Stimmt, den die Auflösung wird sehr warscheinlich nicht über die 1920x1080-Marke gehen. Und das entspricht der Full-HD Auflösung. Dafür sollte bei WoW auch eine HD4890, HD5770 etc. locker reichen :>


----------



## Resch (19. Januar 2010)

Kommt eben auf die Auflösung vom Fernseher an, z.b. gibt es 81cm Flats mit einer Auflösung von 1.366 x 768 Pixel, was ja selbst eine schlechte Grafikkarte noch relativ gut schafft.

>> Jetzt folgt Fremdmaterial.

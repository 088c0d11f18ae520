use thiserror::Error;

/// Error types for building and editing animation controllers
#[derive(Error, Debug, Clone, PartialEq, Eq)]
pub enum AnimError {
    /// A name or handle did not resolve. Stale arena keys end up here too.
    #[error("{kind} not found: {name}")]
    NotFound { kind: &'static str, name: String },

    /// A fixed-size table is full
    #[error("Capacity exceeded: {what} is limited to {max} entries")]
    CapacityExceeded { what: &'static str, max: usize },

    /// Something with the same identity already exists
    #[error("Duplicate {kind}: {name}")]
    Duplicate { kind: &'static str, name: String },

    /// A rig or skeleton description could not be turned into runtime data
    #[error("Invalid definition: {0}")]
    InvalidDefinition(String),
}

impl AnimError {
    pub(crate) fn not_found(kind: &'static str, name: impl Into<String>) -> Self {
        Self::NotFound {
            kind,
            name: name.into(),
        }
    }

    pub(crate) fn duplicate(kind: &'static str, name: impl Into<String>) -> Self {
        Self::Duplicate {
            kind,
            name: name.into(),
        }
    }
}

/// Result type using AnimError
pub type Result<T> = std::result::Result<T, AnimError>;
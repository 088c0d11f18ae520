//! Rig inspection

use anyhow::Result;
use skel_anim::{Aabb, AnimController, AnimLayer, AnimTransition, CompareFunc, LayerView, NodeRef, StateKey};
use std::path::Path;

use super::load_rig;

pub fn execute(path: &Path) -> Result<()> {
    let rig = load_rig(path)?;
    let controller = &rig.controller;

    println!("=== Rig: {} ===", controller.name());
    println!(
        "Skeleton: {} ({} joints)",
        rig.skeleton.name(),
        rig.skeleton.num_joints()
    );

    println!("\nClips: {}", controller.num_anim_clips());
    for clip in controller.anim_clips() {
        println!("  {:<20} {:>6} ms", clip.name(), clip.length());
    }

    println!("\nParameters: {}", controller.num_parameters());
    for (index, parameter) in controller.parameters().iter().enumerate() {
        println!("  [{}] {} = {}", index, parameter.name, parameter.default_value);
    }

    println!("\nLayers: {}", controller.num_anim_layers());
    let defaults: Vec<f32> = controller
        .parameters()
        .iter()
        .map(|parameter| parameter.default_value)
        .collect();
    for (index, layer) in controller.anim_layers().iter().enumerate() {
        print_layer(controller, index, layer, &defaults);
    }

    Ok(())
}

fn print_layer(controller: &AnimController, index: usize, layer: &AnimLayer, defaults: &[f32]) {
    let mask = match layer.mask_joints() {
        None => "all joints".to_string(),
        Some(joints) => format!("{} joints", joints.len()),
    };
    println!(
        "  [{}] {} ({:?}, weight {:.2}, mask: {})",
        index,
        layer.name(),
        layer.blending(),
        layer.weight(),
        mask
    );

    // Blend tree durations are shown at the parameter defaults
    let view = LayerView::new(layer, defaults, layer.mask_joints().unwrap_or_default(), Aabb::cleared());

    println!("    States:");
    for (key, state) in layer.states() {
        let marker = if layer.default_state() == Some(key) { '*' } else { ' ' };
        let events = match state.events().len() {
            0 => String::new(),
            1 => " (1 event)".to_string(),
            count => format!(" ({} events)", count),
        };
        println!(
            "      {} {} -> {}, {:.0} ms{}",
            marker,
            state.name(),
            describe_motion(layer, state.motion()),
            state.duration(&view),
            events
        );
    }

    if !layer.transitions().is_empty() {
        println!("    Transitions:");
        for transition in layer.transitions() {
            println!("      {}", describe_transition(controller, layer, transition));
        }
    }
}

fn describe_motion(layer: &AnimLayer, motion: Option<NodeRef>) -> String {
    match motion {
        None => "nothing".to_string(),
        Some(NodeRef::Leaf(key)) => match layer.node_anim_clip(key) {
            Ok(Some(clip)) => format!("clip {}", clip.name()),
            _ => "empty clip".to_string(),
        },
        Some(NodeRef::Node(key)) => match layer.node_blend_tree(key) {
            Ok(tree) => format!(
                "blend tree {} ({:?}, {} children)",
                tree.name(),
                tree.blend_type(),
                tree.num_children()
            ),
            Err(_) => "missing blend tree".to_string(),
        },
    }
}

fn state_name(layer: &AnimLayer, key: StateKey) -> &str {
    layer.state(key).map_or("?", |state| state.name())
}

fn compare_symbol(func: CompareFunc) -> &'static str {
    match func {
        CompareFunc::GreaterThan => ">",
        CompareFunc::GreaterEqual => ">=",
        CompareFunc::LessThan => "<",
        CompareFunc::LessEqual => "<=",
        CompareFunc::Equal => "==",
    }
}

fn describe_transition(controller: &AnimController, layer: &AnimLayer, transition: &AnimTransition) -> String {
    let mut text = format!(
        "{} -> {}",
        state_name(layer, transition.src_state),
        state_name(layer, transition.dst_state)
    );

    if transition.fixed_duration {
        text.push_str(&format!("  duration {:.2} s", transition.duration));
    } else {
        text.push_str(&format!("  duration {:.0}%", transition.duration * 100.0));
    }
    if transition.has_exit_time {
        text.push_str(&format!("  exit {:.2}", transition.exit_time));
    }
    if transition.is_atomic {
        text.push_str("  atomic");
    }

    if !transition.conditions.is_empty() {
        let conditions: Vec<String> = transition
            .conditions
            .iter()
            .map(|condition| {
                let name = controller
                    .parameter(condition.parameter_index)
                    .map_or("?", |parameter| parameter.name.as_str());
                format!(
                    "{} {} {}",
                    name,
                    compare_symbol(condition.compare_func),
                    condition.value
                )
            })
            .collect();
        text.push_str(&format!("  [{}]", conditions.join(" && ")));
    }

    text
}
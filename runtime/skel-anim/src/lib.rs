//! # skel_anim - Skeletal Animation Blending
//!
//! Computes a skeleton's pose once per tick by blending many concurrently
//! playing clips: layers of cross-fading state slots, where each state plays
//! either a single clip or a parametric blend tree, driven by a transition
//! graph with conditions, exit times and atomic transitions.
//!
//! ## Features
//!
//! - **Blend trees**: angle, 1D and 2D directional blend spaces, plus
//!   barycentric 2D and 3D variants, nestable up to any depth
//! - **State machines**: conditional transitions, exit times, atomic
//!   transitions and authored time events
//! - **Layers**: override or additive layers with joint masks and weights
//! - **Cross-fades**: a fixed depth slot stack per layer so rapid retriggers
//!   drop the oldest fade instead of popping
//! - **Root motion**: blended root translation, translation and rotation
//!   deltas and bounds
//! - **Rig files**: JSON rig descriptions with the `serde-support` feature
//!
//! ## Quick Start
//!
//! ```no_run
//! use std::sync::Arc;
//!
//! use glam::Vec3;
//! use skel_anim::{
//!     AnimController, Animator, CompareFunc, Condition, Joint, JointPose, KeyframeAnim, NoopTarget,
//!     Skeleton,
//! };
//!
//! # fn main() -> skel_anim::Result<()> {
//! let skeleton = Skeleton::new(
//!     "biped",
//!     vec![Joint::new("root", None), Joint::new("spine", Some(0))],
//!     vec![JointPose::IDENTITY; 2],
//! )?;
//!
//! let mut controller = AnimController::new("biped");
//! controller.set_skeleton(Arc::new(skeleton));
//! let speed = controller.create_parameter("speed", 0.0)?;
//! let idle = controller.add_anim_clip(Arc::new(KeyframeAnim::still("idle", &[JointPose::IDENTITY; 2])));
//! let run = controller.add_anim_clip(Arc::new(KeyframeAnim::new(
//!     "run",
//!     2,
//!     vec![0, 1000],
//!     vec![
//!         JointPose::IDENTITY,
//!         JointPose::IDENTITY,
//!         JointPose::from_translation(Vec3::X),
//!         JointPose::IDENTITY,
//!     ],
//! )?));
//!
//! if let Some(layer) = controller.anim_layer_mut(0) {
//!     let idle_state = layer.create_state("Idle")?;
//!     let run_state = layer.create_state("Run")?;
//!     layer.set_state_anim_clip(idle_state, idle)?;
//!     layer.set_state_anim_clip(run_state, run)?;
//!     layer.set_default_state(idle_state)?;
//!     layer
//!         .create_transition(idle_state, run_state)?
//!         .conditions
//!         .push(Condition::new(speed, CompareFunc::GreaterThan, 1.0));
//! }
//!
//! let mut animator = Animator::new();
//! animator.attach_anim_controller(Arc::new(controller));
//! animator.reset_state(0);
//!
//! animator.set_parameter_value(speed, 2.0);
//! animator.update_frame(&mut NoopTarget, 0, 16);
//! animator.compute_frame(16);
//! assert_eq!(animator.current_anim_state_name(0), Some("Run"));
//! let _joint_mats = animator.frame();
//! # Ok(())
//! # }
//! ```

pub mod anim;
pub mod animator;
pub mod blend_tree;
pub mod blender;
pub mod cache;
pub mod clip;
pub mod controller;
#[cfg(feature = "serde-support")]
pub mod definition;
pub mod error;
pub mod event;
pub mod layer;
pub mod pose;
pub mod skeleton;
pub mod state;
pub mod types;
pub mod view;

// Re-export common types
pub use anim::{AnimSource, FrameInterpolation, KeyframeAnim};
pub use animator::{Animator, MAX_BLENDERS_PER_LAYER};
pub use blend_tree::{AnimBlendTree, BlendType};
pub use blender::AnimStateBlender;
pub use cache::ResourceCache;
pub use clip::AnimClip;
pub use controller::{AnimController, AnimParm, MAX_LAYERS};
#[cfg(feature = "serde-support")]
pub use definition::{Rig, RigDef};
pub use error::{AnimError, Result};
pub use event::{EventTarget, NoopTarget, RecordingTarget};
pub use layer::{
    AnimLayer, AnimTransition, BlendTreeKey, Blending, CompareFunc, Condition, LeafKey, MAX_BLEND_TREE_CHILDREN,
    NodeKey, NodeRef, StateKey,
};
pub use skeleton::{Joint, Skeleton};
pub use state::{AnimEvent, AnimState};
pub use types::{Aabb, JointPose};
pub use view::LayerView;

/// Library version
pub const VERSION: &str = env!("CARGO_PKG_VERSION");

Wenns allerdings 1920x1080 ist , dann wird es für das Notebook schon ziemlich schwierig^^

Aber zu deiner Frage, ich hab das letztens auch gemacht (Film vom Laptop aufn Tv via HDMI) und kann dir sagen, dass du WoW neustarten musst nachdem du den HDMI Stecker reingesteckt hast bzw. vorher reinstecken dann starten, sonst merkt ers nicht, dass es auf einmal über HDMI geht. Saß bei mir bestimmt 20Mins bis ich mal auf die Idee kam den Player neu zustarten und siehe da er hat vom Laptopsound aufn Fernsehsound gewechselt.


----------



## Tilaya (23. Januar 2010)

die 220er graka vom lappi schafft locker die 1920x1080p soviel kann ich euch sagen.
dier sound hab ich nun geschafft so einzustellen das er (zumindest wenn ich der anzeige glauben kann) übers HDMI zum fernseher geleitet wird, doch entweder kommt er am fernseh nicht an oder die kiste nimmt den ton nicht. hab ein 2. kabel getestet und hab auch vom HDMI 1 auf HDMI Side gewechselst. hab sogar die anschluss einstellung am TV auf PC gestellt, aber ton hab ich immer noch keinen.


----------